J’ai fait le rêve d’une Denise un peu glam, un peu cocaïnée. Engoncée dans une tenue rétro-futuriste dessinée par Jean-Paul Gaultier, elle avait quitté son boudoir et ces élites bourgeoises et intellectuelles baveuses, pour une vie meilleure ; une vie pleine de turlutes consenties et de drogues dans son pif de junkie en devenir. Je l’ai lu dans ses yeux, elle n’en pouvait plus de ces types, elle allait péter un plomb pour de bon et, qui sait, en buter un, encore. En 1955 elle avait déjà tué.

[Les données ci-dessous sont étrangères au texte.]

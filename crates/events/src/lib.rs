//! Movie lifecycle events: decoding, routing and batch consumption.
//!
//! Messages arrive as `{topic, value}` pairs from a [`MessageSource`]. Each one
//! is decoded into a [`MovieEvent`] and routed to the matching
//! [`MovieEventHandler`] method. Bad messages and failing handlers are recorded
//! in a [`BatchReport`]; they never abort the rest of the batch.

pub mod consumer;
pub mod decode;
pub mod event;
pub mod handler;
pub mod source;
pub mod worker;

pub use consumer::{BatchReport, ConsumeFailure, EventConsumer, FailureReason, HandledEvent};
pub use decode::{DecodeError, decode};
pub use event::{EventKind, MovieEvent, MovieEventPayload, RawMessage};
pub use handler::{HandlerError, LoggingHandler, MovieEventHandler, dispatch};
pub use source::{ChannelPublisher, ChannelSource, MessageSource, SourceClosed, channel};
pub use worker::{ConsumerWorker, WorkerHandle, WorkerStats};
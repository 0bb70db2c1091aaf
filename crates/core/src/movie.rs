use serde::{Deserialize, Serialize};

use crate::error::{DomainError, DomainResult};
use crate::id::MovieId;

/// A movie as stored by the Movies API.
///
/// `name` is unique across movies; the server enforces it, not this type.
#[derive(Debug, Clone, PartialEq, Serialize, Deserialize)]
pub struct Movie {
    pub id: MovieId,
    pub name: String,
    pub year: i32,
    pub rating: f64,
}

impl Movie {
    /// Attach a server-assigned identifier to a draft.
    pub fn from_draft(id: MovieId, draft: MovieDraft) -> Self {
        Self {
            id,
            name: draft.name,
            year: draft.year,
            rating: draft.rating,
        }
    }

    /// The draft this movie would have been created from.
    pub fn to_draft(&self) -> MovieDraft {
        MovieDraft {
            name: self.name.clone(),
            year: self.year,
            rating: self.rating,
        }
    }
}

/// Creation payload: a movie without an identifier.
#[derive(Debug, Clone, PartialEq, Serialize, Deserialize)]
pub struct MovieDraft {
    pub name: String,
    pub year: i32,
    pub rating: f64,
}

impl MovieDraft {
    pub fn new(name: impl Into<String>, year: i32, rating: f64) -> DomainResult<Self> {
        let draft = Self {
            name: name.into(),
            year,
            rating,
        };
        draft.validate()?;
        Ok(draft)
    }

    pub fn validate(&self) -> DomainResult<()> {
        if self.name.trim().is_empty() {
            return Err(DomainError::validation("movie name cannot be empty"));
        }
        if !self.rating.is_finite() {
            return Err(DomainError::validation("movie rating must be a finite number"));
        }
        Ok(())
    }
}

/// Partial update of a movie.
///
/// There is deliberately no `id` field: an update can never rewrite the
/// identifier. Absent fields are left out of the request body.
#[derive(Debug, Clone, Default, PartialEq, Serialize, Deserialize)]
pub struct MovieUpdate {
    #[serde(default, skip_serializing_if = "Option::is_none")]
    pub name: Option<String>,
    #[serde(default, skip_serializing_if = "Option::is_none")]
    pub year: Option<i32>,
    #[serde(default, skip_serializing_if = "Option::is_none")]
    pub rating: Option<f64>,
}

impl MovieUpdate {
    pub fn new() -> Self {
        Self::default()
    }

    pub fn with_name(mut self, name: impl Into<String>) -> Self {
        self.name = Some(name.into());
        self
    }

    pub fn with_year(mut self, year: i32) -> Self {
        self.year = Some(year);
        self
    }

    pub fn with_rating(mut self, rating: f64) -> Self {
        self.rating = Some(rating);
        self
    }

    pub fn is_empty(&self) -> bool {
        self.name.is_none() && self.year.is_none() && self.rating.is_none()
    }

    pub fn validate(&self) -> DomainResult<()> {
        if let Some(name) = &self.name {
            if name.trim().is_empty() {
                return Err(DomainError::validation("movie name cannot be empty"));
            }
        }
        if let Some(rating) = self.rating {
            if !rating.is_finite() {
                return Err(DomainError::validation("movie rating must be a finite number"));
            }
        }
        Ok(())
    }

    /// Overwrite exactly the supplied fields of `movie`.
    pub fn apply_to(&self, movie: &mut Movie) {
        if let Some(name) = &self.name {
            movie.name = name.clone();
        }
        if let Some(year) = self.year {
            movie.year = year;
        }
        if let Some(rating) = self.rating {
            movie.rating = rating;
        }
    }
}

C’était en Espagne, dans la campagne d’Euskadi : un enfoiré de franquiste qui avait fricoté avec les Nazis en 37. Les deux pieds dans ce qui restait de la cervelle de ce fils de pute, elle avait pris quelques secondes pour penser au passé, puis au futur. Nous n’aurions pas assez d’une vie pour vous raconter la vie de Denise, peut-être parce qu’une vie ce n’est pas une vie, mais un paquet de vies.

Et puis elle est montée sur une scène flamboyante avant de s’écrouler, comme Ziggy.

Et puis je me suis réveillé ; j’avais foutré.